さあ!ユーザー車検をやってみましょう!

実はこの企画、前回のような解説記事だけでなく、筆者の妻の車が実際に車検が近づいて来ていたので、(2017年4月中旬が本当に車検期限!)その実践をしながら、結果を読者の皆様にお知らせする「実践」型の記事で、リアルにお伝えしようと考えたものです。

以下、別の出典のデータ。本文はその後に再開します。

//! HTTP surface of the query service.
//!
//! Thin parameter parsing and status mapping only; all semantics live in
//! `geoatlas::QueryService`. Responses are GeoJSON FeatureCollections
//! except `/api/config` and `/api/health`.

use axum::Json;
use axum::extract::{Path, Query, State};
use axum::http::StatusCode;
use axum::response::{IntoResponse, Response};
use axum::routing::get;
use geoatlas::query::LAYER_POIS;
use geoatlas::{AtlasError, BoundingBox, QueryService};
use serde::{Deserialize, Serialize};
use std::sync::Arc;
use tower_http::cors::CorsLayer;
use tower_http::trace::TraceLayer;
use tracing::error;

const DEFAULT_ZOOM: u8 = 10;

pub fn router(service: Arc<QueryService>) -> axum::Router {
    axum::Router::new()
        .route("/api/config", get(config))
        .route("/api/health", get(health))
        .route("/api/boundaries", get(boundaries))
        .route("/api/cities", get(cities))
        .route("/api/cells", get(cells))
        .route("/api/cell/:id", get(cell_by_id))
        .route("/api/pois", get(pois))
        .route("/api/pois/aggregated", get(pois_aggregated))
        .route("/api/tiles/:layer/:z/:x/:y", get(tile))
        .layer(CorsLayer::permissive())
        .layer(TraceLayer::new_for_http())
        .with_state(service)
}

/// `AtlasError` mapped onto an HTTP status with a JSON error body.
struct ApiError(AtlasError);

impl IntoResponse for ApiError {
    fn into_response(self) -> Response {
        let status = match &self.0 {
            AtlasError::BadRequest(_) => StatusCode::BAD_REQUEST,
            AtlasError::NotFound(_) => StatusCode::NOT_FOUND,
            _ => {
                error!(error = %self.0, "request failed");
                StatusCode::INTERNAL_SERVER_ERROR
            }
        };
        let body = Json(serde_json::json!({ "error": self.0.to_string() }));
        (status, body).into_response()
    }
}

impl From<AtlasError> for ApiError {
    fn from(e: AtlasError) -> Self {
        Self(e)
    }
}

type ApiResult<T> = Result<Json<T>, ApiError>;

/// Viewport query string: `bbox=west,south,east,north`, `zoom=<u8>`.
/// Parameters arrive as strings so malformed values map to 400 rather
/// than axum's default rejection.
#[derive(Debug, Default, Deserialize)]
struct ViewportParams {
    bbox: Option<String>,
    zoom: Option<String>,
}

impl ViewportParams {
    fn bbox(&self) -> Result<Option<BoundingBox>, ApiError> {
        self.bbox
            .as_deref()
            .map(|raw| {
                raw.parse::<BoundingBox>()
                    .map_err(|e| ApiError(AtlasError::BadRequest(e)))
            })
            .transpose()
    }

    fn zoom(&self) -> Result<u8, ApiError> {
        match self.zoom.as_deref() {
            None | Some("") => Ok(DEFAULT_ZOOM),
            Some(raw) => raw.parse::<u8>().map_err(|_| {
                ApiError(AtlasError::BadRequest(format!("invalid zoom '{raw}'")))
            }),
        }
    }
}

async fn config(State(service): State<Arc<QueryService>>) -> Json<geoatlas::AppConfig> {
    Json(service.config().clone())
}

#[derive(Serialize)]
struct Health {
    status: &'static str,
    pois_count: usize,
}

async fn health(State(service): State<Arc<QueryService>>) -> Json<Health> {
    Json(Health {
        status: "ok",
        pois_count: service.layer_len(LAYER_POIS),
    })
}

async fn boundaries(
    State(service): State<Arc<QueryService>>,
) -> ApiResult<geoatlas::FeatureCollection> {
    Ok(Json(service.boundaries()?))
}

async fn cities(
    State(service): State<Arc<QueryService>>,
    Query(params): Query<ViewportParams>,
) -> ApiResult<geoatlas::FeatureCollection> {
    let bbox = params.bbox()?;
    Ok(Json(service.cities(bbox.as_ref())?))
}

async fn cells(
    State(service): State<Arc<QueryService>>,
    Query(params): Query<ViewportParams>,
) -> ApiResult<geoatlas::FeatureCollection> {
    let bbox = params.bbox()?;
    Ok(Json(service.cells(bbox.as_ref(), params.zoom()?)?))
}

async fn cell_by_id(
    State(service): State<Arc<QueryService>>,
    Path(id): Path<String>,
) -> ApiResult<geoatlas::FeatureCollection> {
    let id: u64 = id
        .parse()
        .map_err(|_| ApiError(AtlasError::BadRequest(format!("invalid cell id '{id}'"))))?;
    Ok(Json(service.cell_by_id(id)?))
}

async fn pois(
    State(service): State<Arc<QueryService>>,
    Query(params): Query<ViewportParams>,
) -> ApiResult<geoatlas::FeatureCollection> {
    let bbox = params.bbox()?;
    Ok(Json(service.pois(bbox.as_ref(), params.zoom()?)?))
}

#[derive(Debug, Deserialize)]
struct AggregatedParams {
    level: Option<String>,
}

async fn pois_aggregated(
    State(service): State<Arc<QueryService>>,
    Query(params): Query<AggregatedParams>,
) -> ApiResult<geoatlas::FeatureCollection> {
    let level = params.level.as_deref().unwrap_or("province");
    Ok(Json(service.pois_aggregated(level)?))
}

async fn tile(
    State(service): State<Arc<QueryService>>,
    Path((layer, z, x, y)): Path<(String, u8, u32, u32)>,
) -> ApiResult<geoatlas::FeatureCollection> {
    Ok(Json(service.tile(&layer, z, x, y)?))
}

執筆時にはもう車検も終了、過去に戻って順を追いながら「ユーザー車検」を体感できるように書いてまいりますので、お付き合いください。

ユーザー車検をした車のスペック

ユーザー車検妻のスペックを知らせると、袋たたきに合うのでしませんが、その愛車のスペックをここでお伝えすると、

「平成14年式 MRワゴン 走行距離車検時10万kmジャスト!」 

なんと13年落ち、タイミングチェーン車種のMRワゴンとはいえ、なかなかの過走行のこの車を普通の人は、前検査方式であるユーザー車検で済まそうとは思いません。

ただし、そこは筆者も元整備士、購入時の2年前の時点で次回車検に通過するかしないか、リフトアップまでさせて、ある程度のあたりをつけて購入しています。

そして、必要不可欠なメンテナンスなどもある程度2年の間にやってきているので、今回この古い車体でも「ユーザー車検で安上がりに済ます」という判断をしました。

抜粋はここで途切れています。